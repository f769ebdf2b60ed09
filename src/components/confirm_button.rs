//! Confirm Button Component
//!
//! Inline confirmation with confirm/cancel actions.

use leptos::prelude::*;

/// Inline confirmation button
///
/// Shows `label` initially. When clicked, `prompt` decides what happens:
/// `None` means there is nothing to confirm, `Some(question)` shows the
/// question with ✓/✗ buttons.
///
/// # Arguments
/// * `button_class` - CSS class for the initial button
/// * `prompt` - Returns the confirmation question, if any
/// * `on_confirm` - Callback to execute when user confirms
#[component]
pub fn ConfirmButton(
    #[prop(into)] label: String,
    #[prop(into)] button_class: String,
    #[prop(into)] prompt: Callback<(), Option<String>>,
    #[prop(into)] on_confirm: Callback<()>,
) -> impl IntoView {
    let (question, set_question) = signal::<Option<String>>(None);

    view! {
        <Show when=move || question.with(|q| q.is_none())>
            <button
                class=button_class.clone()
                on:click=move |ev| {
                    ev.stop_propagation();
                    set_question.set(prompt.run(()));
                }
            >
                {label.clone()}
            </button>
        </Show>
        <Show when=move || question.with(|q| q.is_some())>
            <span class="confirm-inline">
                <span class="confirm-text">{move || question.get().unwrap_or_default()}</span>
                <button
                    class="confirm-btn"
                    on:click=move |ev| {
                        ev.stop_propagation();
                        set_question.set(None);
                        on_confirm.run(());
                    }
                >
                    "✓"
                </button>
                <button
                    class="cancel-btn"
                    on:click=move |ev| {
                        ev.stop_propagation();
                        set_question.set(None);
                    }
                >
                    "✗"
                </button>
            </span>
        </Show>
    }
}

_ _ _ _ _ _ _

> [Your objective]: Above are the records; report each line in them that includes the word "label".

> [Result]:
/// Shows `label` initially. When clicked, `prompt` decides what happens:
    #[prop(into)] label: String,
                {label.clone()}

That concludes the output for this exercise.